[INPUT MATERIAL]

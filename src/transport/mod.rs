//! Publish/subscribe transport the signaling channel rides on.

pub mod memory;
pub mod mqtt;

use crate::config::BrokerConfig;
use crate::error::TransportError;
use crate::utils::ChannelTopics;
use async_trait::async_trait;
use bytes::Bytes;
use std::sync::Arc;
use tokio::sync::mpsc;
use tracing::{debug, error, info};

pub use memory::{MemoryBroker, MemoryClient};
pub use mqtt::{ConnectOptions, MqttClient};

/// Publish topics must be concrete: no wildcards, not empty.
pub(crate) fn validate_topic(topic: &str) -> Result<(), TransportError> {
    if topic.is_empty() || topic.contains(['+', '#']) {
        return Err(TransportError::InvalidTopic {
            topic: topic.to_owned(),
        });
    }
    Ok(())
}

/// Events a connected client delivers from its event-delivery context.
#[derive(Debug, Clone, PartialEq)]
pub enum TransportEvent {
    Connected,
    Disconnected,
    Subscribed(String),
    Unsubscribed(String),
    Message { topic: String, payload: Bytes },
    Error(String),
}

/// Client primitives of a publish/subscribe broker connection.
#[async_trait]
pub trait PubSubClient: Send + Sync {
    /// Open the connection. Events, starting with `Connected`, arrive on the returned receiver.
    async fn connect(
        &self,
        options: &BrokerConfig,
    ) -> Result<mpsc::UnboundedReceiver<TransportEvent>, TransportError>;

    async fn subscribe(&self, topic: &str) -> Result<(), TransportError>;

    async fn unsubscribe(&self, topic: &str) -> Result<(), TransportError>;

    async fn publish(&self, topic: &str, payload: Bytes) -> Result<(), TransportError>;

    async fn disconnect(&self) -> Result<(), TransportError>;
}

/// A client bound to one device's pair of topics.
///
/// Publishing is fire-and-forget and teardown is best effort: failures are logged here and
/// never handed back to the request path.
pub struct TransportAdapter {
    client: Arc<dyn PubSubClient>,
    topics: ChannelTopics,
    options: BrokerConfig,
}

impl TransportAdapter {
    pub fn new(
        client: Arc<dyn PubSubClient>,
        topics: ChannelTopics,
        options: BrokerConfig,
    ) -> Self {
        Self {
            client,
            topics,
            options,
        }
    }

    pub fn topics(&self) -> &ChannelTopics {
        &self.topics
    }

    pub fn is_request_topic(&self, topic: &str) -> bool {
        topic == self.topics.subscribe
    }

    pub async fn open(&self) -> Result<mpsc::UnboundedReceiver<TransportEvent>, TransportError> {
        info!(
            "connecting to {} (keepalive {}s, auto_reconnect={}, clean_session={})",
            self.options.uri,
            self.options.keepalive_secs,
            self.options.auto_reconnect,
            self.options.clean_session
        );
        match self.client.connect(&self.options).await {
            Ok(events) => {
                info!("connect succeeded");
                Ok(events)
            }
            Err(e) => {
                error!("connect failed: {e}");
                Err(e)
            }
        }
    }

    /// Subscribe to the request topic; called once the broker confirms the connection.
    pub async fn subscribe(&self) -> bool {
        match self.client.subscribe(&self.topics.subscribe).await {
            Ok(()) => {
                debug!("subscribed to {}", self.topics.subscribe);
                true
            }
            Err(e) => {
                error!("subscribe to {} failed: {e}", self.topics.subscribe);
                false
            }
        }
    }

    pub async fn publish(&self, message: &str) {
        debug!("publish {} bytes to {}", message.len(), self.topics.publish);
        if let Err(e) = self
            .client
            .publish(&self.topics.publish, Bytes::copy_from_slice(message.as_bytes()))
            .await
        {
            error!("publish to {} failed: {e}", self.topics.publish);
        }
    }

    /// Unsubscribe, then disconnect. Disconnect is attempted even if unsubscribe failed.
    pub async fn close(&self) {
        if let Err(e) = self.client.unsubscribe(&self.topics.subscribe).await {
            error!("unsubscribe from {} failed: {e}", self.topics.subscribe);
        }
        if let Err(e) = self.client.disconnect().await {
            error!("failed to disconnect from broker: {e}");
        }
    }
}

[/INPUT MATERIAL]
[INPUT MATERIAL]

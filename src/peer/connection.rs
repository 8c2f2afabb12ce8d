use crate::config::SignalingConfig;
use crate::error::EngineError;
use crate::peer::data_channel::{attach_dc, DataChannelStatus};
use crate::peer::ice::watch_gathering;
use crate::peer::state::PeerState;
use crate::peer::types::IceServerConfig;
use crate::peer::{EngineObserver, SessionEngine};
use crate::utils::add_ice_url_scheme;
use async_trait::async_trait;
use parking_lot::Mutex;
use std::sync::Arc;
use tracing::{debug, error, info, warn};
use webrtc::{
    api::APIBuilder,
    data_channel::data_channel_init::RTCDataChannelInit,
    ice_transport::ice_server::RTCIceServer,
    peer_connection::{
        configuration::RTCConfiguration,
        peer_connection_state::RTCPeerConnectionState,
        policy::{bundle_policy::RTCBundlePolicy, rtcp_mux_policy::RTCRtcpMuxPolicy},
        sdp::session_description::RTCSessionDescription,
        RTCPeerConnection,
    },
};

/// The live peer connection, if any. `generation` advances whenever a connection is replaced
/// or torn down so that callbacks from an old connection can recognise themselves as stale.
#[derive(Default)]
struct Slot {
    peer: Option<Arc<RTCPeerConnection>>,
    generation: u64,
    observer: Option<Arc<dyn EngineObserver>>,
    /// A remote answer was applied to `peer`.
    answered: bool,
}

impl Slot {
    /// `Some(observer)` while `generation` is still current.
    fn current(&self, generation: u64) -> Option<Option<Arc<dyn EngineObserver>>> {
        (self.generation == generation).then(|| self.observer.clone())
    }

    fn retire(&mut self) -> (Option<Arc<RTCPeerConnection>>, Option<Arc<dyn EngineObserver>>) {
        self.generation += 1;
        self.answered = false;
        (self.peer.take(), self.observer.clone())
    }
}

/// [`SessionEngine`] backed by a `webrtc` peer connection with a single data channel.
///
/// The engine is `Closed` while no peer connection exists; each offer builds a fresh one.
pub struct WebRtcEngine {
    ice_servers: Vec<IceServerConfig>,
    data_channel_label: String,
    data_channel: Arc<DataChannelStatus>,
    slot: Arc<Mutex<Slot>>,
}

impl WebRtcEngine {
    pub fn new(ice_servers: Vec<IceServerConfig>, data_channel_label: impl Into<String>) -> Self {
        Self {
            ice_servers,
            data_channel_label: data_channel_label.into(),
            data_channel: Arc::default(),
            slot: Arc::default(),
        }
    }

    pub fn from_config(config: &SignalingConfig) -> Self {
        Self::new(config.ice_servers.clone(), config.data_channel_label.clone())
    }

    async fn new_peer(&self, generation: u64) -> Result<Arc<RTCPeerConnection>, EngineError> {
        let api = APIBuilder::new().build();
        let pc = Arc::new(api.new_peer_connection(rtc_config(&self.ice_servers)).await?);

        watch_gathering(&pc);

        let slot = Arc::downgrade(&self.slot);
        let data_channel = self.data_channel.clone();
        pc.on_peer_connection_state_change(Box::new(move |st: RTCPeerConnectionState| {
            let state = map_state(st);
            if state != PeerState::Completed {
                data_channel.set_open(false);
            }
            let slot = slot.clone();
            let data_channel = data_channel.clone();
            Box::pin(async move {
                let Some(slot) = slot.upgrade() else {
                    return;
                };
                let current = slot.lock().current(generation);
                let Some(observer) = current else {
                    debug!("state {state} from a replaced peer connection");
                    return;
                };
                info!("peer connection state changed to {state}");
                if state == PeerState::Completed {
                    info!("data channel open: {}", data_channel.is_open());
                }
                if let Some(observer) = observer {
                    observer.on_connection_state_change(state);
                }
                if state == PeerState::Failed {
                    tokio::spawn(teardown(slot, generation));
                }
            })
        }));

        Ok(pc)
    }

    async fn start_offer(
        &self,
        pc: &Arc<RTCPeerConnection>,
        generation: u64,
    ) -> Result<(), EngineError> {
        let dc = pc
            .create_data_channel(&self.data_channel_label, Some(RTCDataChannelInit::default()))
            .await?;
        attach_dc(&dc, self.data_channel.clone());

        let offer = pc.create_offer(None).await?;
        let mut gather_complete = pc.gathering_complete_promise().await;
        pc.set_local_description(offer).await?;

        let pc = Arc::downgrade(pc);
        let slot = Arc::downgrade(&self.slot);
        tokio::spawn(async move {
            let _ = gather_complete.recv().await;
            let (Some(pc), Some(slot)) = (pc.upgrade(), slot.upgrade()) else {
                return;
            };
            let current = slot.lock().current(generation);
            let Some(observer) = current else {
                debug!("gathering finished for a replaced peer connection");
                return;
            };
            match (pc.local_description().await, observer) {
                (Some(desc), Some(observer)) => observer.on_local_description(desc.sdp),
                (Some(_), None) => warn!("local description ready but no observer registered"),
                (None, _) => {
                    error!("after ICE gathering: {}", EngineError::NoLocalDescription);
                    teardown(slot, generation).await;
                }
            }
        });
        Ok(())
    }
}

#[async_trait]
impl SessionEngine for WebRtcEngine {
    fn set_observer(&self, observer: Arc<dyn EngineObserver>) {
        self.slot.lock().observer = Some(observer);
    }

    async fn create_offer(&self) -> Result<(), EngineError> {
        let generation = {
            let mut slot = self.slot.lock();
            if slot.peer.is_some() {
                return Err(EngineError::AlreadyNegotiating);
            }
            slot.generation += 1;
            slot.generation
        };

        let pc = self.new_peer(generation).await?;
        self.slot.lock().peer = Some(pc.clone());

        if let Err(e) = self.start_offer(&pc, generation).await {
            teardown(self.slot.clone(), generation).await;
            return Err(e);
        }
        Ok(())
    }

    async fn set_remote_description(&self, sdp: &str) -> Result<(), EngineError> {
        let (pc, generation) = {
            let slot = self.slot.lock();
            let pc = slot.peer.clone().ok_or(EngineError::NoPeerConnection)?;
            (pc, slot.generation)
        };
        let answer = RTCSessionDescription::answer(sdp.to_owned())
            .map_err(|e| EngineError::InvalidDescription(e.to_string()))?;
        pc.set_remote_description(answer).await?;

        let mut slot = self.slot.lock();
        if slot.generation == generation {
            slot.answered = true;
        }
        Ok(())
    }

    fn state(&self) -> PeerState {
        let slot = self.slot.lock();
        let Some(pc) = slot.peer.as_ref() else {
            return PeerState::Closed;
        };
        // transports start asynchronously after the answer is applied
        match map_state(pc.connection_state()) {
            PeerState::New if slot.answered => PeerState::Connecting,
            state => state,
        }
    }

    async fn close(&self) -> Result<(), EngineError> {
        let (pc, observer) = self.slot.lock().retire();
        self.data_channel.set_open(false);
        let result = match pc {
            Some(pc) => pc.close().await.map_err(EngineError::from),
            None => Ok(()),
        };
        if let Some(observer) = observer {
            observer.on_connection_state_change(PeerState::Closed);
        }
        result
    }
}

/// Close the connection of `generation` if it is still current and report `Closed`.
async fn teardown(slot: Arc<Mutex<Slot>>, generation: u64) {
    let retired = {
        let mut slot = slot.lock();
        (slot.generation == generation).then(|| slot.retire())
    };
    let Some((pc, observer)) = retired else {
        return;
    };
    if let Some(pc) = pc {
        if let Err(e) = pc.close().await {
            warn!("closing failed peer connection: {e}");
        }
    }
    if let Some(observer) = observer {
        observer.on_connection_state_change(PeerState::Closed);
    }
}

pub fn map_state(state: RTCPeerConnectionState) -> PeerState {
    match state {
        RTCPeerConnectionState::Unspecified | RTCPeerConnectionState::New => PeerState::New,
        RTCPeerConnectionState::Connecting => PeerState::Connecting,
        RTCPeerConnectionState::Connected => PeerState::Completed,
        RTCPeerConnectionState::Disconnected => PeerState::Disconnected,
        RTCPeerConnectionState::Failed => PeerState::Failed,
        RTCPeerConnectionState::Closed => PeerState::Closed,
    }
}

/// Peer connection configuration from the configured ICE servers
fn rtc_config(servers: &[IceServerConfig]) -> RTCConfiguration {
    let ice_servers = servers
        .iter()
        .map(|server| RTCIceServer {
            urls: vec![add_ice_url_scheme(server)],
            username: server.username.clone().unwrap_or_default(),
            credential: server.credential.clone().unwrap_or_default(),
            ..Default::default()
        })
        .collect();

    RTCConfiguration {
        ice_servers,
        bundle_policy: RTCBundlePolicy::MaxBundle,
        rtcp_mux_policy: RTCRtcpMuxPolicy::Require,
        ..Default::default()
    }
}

[/INPUT MATERIAL]

**WHAT IS BEING ASKED:**
Filter the listing above so that only lines holding the word "with" remain, and report those lines.

**OUTPUT OF THE TASK:**
    /// Open the connection. Events, starting with `Connected`, arrive on the returned receiver.
/// [`SessionEngine`] backed by a `webrtc` peer connection with a single data channel.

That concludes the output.